For the most part, the DA's office says, it already requires search warrants when it comes to gathering that type of data from cell phones.

In fact, it's become a vital tool for them to pursue suspects or find potential evidence in an investigation.

According to Kyle Hartsock, a special agent with the Bernalillo County DA's Office, law enforcement has two primary ways to get access to phone records: with a subpoena or a search warrant.

Nonetheless, the American Civil Liberties Union said the SCOTUS ruling represents a substantial victory as it pertains to privacy rights.

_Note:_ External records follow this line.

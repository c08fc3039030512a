//! Push events
//!
//! The channel carries JSON frames:
//! ```json
//! {
//!   "id": "msg-123",
//!   "topic": "room:u1",
//!   "event": "notification|item-created|item-updated|item-deleted",
//!   "data": { ... }
//! }
//! ```
//!
//! Frames are decoded into the closed [`PushEvent`] enumeration. Each kind
//! has a fixed required-field schema; a payload violating it is reported as
//! [`Error::MalformedEvent`].

use serde::{Deserialize, Serialize};
use serde_json::Value;

use crate::model::{Notification, Post};
use crate::prelude::*;
use crate::utils::random_id;

/// A frame on the push channel
#[derive(Debug, Clone, Serialize, Deserialize)]
pub struct ChannelMessage {
	/// Unique message ID
	pub id: String,

	/// Topic the message was published on
	pub topic: String,

	/// Event kind
	pub event: String,

	/// Event payload
	#[serde(default)]
	pub data: Value,
}

impl ChannelMessage {
	pub fn new(topic: impl Into<String>, event: impl Into<String>, data: Value) -> Self {
		Self {
			id: random_id().unwrap_or_default(),
			topic: topic.into(),
			event: event.into(),
			data,
		}
	}

	pub fn to_json(&self) -> ClResult<String> {
		Ok(serde_json::to_string(self)?)
	}

	pub fn from_json(text: &str) -> ClResult<Self> {
		serde_json::from_str(text).map_err(|e| Error::MalformedEvent(e.to_string()))
	}
}

/// Event kinds consumed by the client
#[derive(Debug, Clone, Copy, PartialEq, Eq, Hash)]
pub enum EventKind {
	Notification,
	ItemCreated,
	ItemUpdated,
	ItemDeleted,
}

impl EventKind {
	pub const ALL: [EventKind; 4] =
		[EventKind::Notification, EventKind::ItemCreated, EventKind::ItemUpdated, EventKind::ItemDeleted];

	pub fn as_str(self) -> &'static str {
		match self {
			EventKind::Notification => "notification",
			EventKind::ItemCreated => "item-created",
			EventKind::ItemUpdated => "item-updated",
			EventKind::ItemDeleted => "item-deleted",
		}
	}

	/// Parse a wire event name, accepting the legacy post event names
	pub fn parse(name: &str) -> Option<Self> {
		match name {
			"notification" => Some(EventKind::Notification),
			"item-created" | "new_post" => Some(EventKind::ItemCreated),
			"item-updated" | "post_updated" => Some(EventKind::ItemUpdated),
			"item-deleted" | "post_deleted" => Some(EventKind::ItemDeleted),
			_ => None,
		}
	}
}

impl std::fmt::Display for EventKind {
	fn fmt(&self, f: &mut std::fmt::Formatter<'_>) -> std::fmt::Result {
		f.write_str(self.as_str())
	}
}

#[derive(Debug, Serialize, Deserialize)]
struct DeletedPayload {
	#[serde(alias = "postId", alias = "_id")]
	id: PostId,
}

/// A decoded push event
#[derive(Debug, Clone, PartialEq, Eq)]
pub enum PushEvent {
	Notification(Notification),
	ItemCreated(Post),
	ItemUpdated(Post),
	ItemDeleted { id: PostId },
}

impl PushEvent {
	pub fn kind(&self) -> EventKind {
		match self {
			PushEvent::Notification(_) => EventKind::Notification,
			PushEvent::ItemCreated(_) => EventKind::ItemCreated,
			PushEvent::ItemUpdated(_) => EventKind::ItemUpdated,
			PushEvent::ItemDeleted { .. } => EventKind::ItemDeleted,
		}
	}

	/// Decode and validate the payload of a known event kind
	pub fn decode(kind: EventKind, data: Value) -> ClResult<Self> {
		let malformed = |e: serde_json::Error| Error::MalformedEvent(format!("{}: {}", kind, e));

		match kind {
			EventKind::Notification => {
				if !data.is_object() {
					return Err(Error::MalformedEvent(format!("{}: payload is not an object", kind)));
				}
				Ok(PushEvent::Notification(serde_json::from_value(data).map_err(malformed)?))
			}
			EventKind::ItemCreated | EventKind::ItemUpdated => {
				let post: Post = serde_json::from_value(data).map_err(malformed)?;
				post.validate()?;
				Ok(if kind == EventKind::ItemCreated {
					PushEvent::ItemCreated(post)
				} else {
					PushEvent::ItemUpdated(post)
				})
			}
			EventKind::ItemDeleted => {
				let payload: DeletedPayload = serde_json::from_value(data).map_err(malformed)?;
				if payload.id.as_str().is_empty() {
					return Err(Error::MalformedEvent(format!("{}: empty id", kind)));
				}
				Ok(PushEvent::ItemDeleted { id: payload.id })
			}
		}
	}

	/// Decode a channel frame
	///
	/// Returns `Ok(None)` for event kinds this client does not consume.
	pub fn from_message(msg: &ChannelMessage) -> ClResult<Option<Self>> {
		match EventKind::parse(&msg.event) {
			Some(kind) => Self::decode(kind, msg.data.clone()).map(Some),
			None => Ok(None),
		}
	}

	/// Encode as a channel frame on `topic`
	pub fn to_message(&self, topic: impl Into<String>) -> ClResult<ChannelMessage> {
		let data = match self {
			PushEvent::Notification(n) => serde_json::to_value(n)?,
			PushEvent::ItemCreated(post) | PushEvent::ItemUpdated(post) => {
				serde_json::to_value(post)?
			}
			PushEvent::ItemDeleted { id } => serde_json::to_value(DeletedPayload { id: id.clone() })?,
		};
		Ok(ChannelMessage::new(topic, self.kind().as_str(), data))
	}
}

#[cfg(test)]
mod tests {
	use super::*;
	use serde_json::json;

	#[test]
	fn test_decode_item_created() {
		let msg = ChannelMessage::new(
			"feed",
			"item-created",
			json!({ "id": "p1", "author": { "id": "u1" }, "content": "hi" }),
		);
		let event = PushEvent::from_message(&msg).unwrap().unwrap();
		assert_eq!(event.kind(), EventKind::ItemCreated);
		assert!(matches!(event, PushEvent::ItemCreated(ref p) if p.id.as_str() == "p1"));
	}

	#[test]
	fn test_decode_legacy_names() {
		let msg = ChannelMessage::new("feed", "post_deleted", json!({ "postId": "p7" }));
		let event = PushEvent::from_message(&msg).unwrap().unwrap();
		assert_eq!(event, PushEvent::ItemDeleted { id: PostId::from("p7") });

		let msg = ChannelMessage::new("feed", "new_post", json!({ "_id": "p8", "user": "u1" }));
		let event = PushEvent::from_message(&msg).unwrap().unwrap();
		assert_eq!(event.kind(), EventKind::ItemCreated);
	}

	#[test]
	fn test_decode_unknown_kind_is_ignored() {
		let msg = ChannelMessage::new("feed", "typing", json!({}));
		assert!(PushEvent::from_message(&msg).unwrap().is_none());
	}

	#[test]
	fn test_decode_malformed() {
		// missing id
		let res = PushEvent::decode(EventKind::ItemUpdated, json!({ "author": "u1" }));
		assert!(matches!(res, Err(Error::MalformedEvent(_))));

		// missing author
		let res = PushEvent::decode(EventKind::ItemCreated, json!({ "id": "p1" }));
		assert!(matches!(res, Err(Error::MalformedEvent(_))));

		let res = PushEvent::decode(EventKind::ItemDeleted, json!({}));
		assert!(matches!(res, Err(Error::MalformedEvent(_))));

		let res = PushEvent::decode(EventKind::Notification, json!("hello"));
		assert!(matches!(res, Err(Error::MalformedEvent(_))));
	}

	#[test]
	fn test_notification_without_id_decodes() {
		let event = PushEvent::decode(EventKind::Notification, json!({ "message": "hi" })).unwrap();
		assert!(matches!(event, PushEvent::Notification(ref n) if n.id.is_none()));
	}

	#[test]
	fn test_message_json_roundtrip_keeps_event() {
		let event = PushEvent::ItemDeleted { id: PostId::from("p1") };
		let msg = event.to_message("feed").unwrap();
		let parsed = ChannelMessage::from_json(&msg.to_json().unwrap()).unwrap();
		assert_eq!(parsed.event, "item-deleted");
		assert_eq!(PushEvent::from_message(&parsed).unwrap(), Some(event));
	}
}

// vim: ts=4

"Cell phone tracking data is highly sensitive information that can reveal quite a bit about a person's life," said Katie Hoeppner of ACLU New Mexico. "You can find out where a person goes to church, where a person sleeps – that's highly sensitive data that just should not be available for no reason."

Hartsock said prosecutors already review search warrants to determine if the right requirements are met. Additionally, just two weeks ago, prosecutors and law enforcement officials received additional training on the subject.

"They want to make it harder," he said. "We're getting into a private realm of citizens and we need to make sure there's a strict review."

Earlier this year, the ACLU discovered the Albuquerque Police Department was using a secretive cell site simulator for data collection. 

In March APD officials said they were open to working with the organization to better protect rights; the ACLU hopes the ruling provides greater context when developing guidelines for that use as well.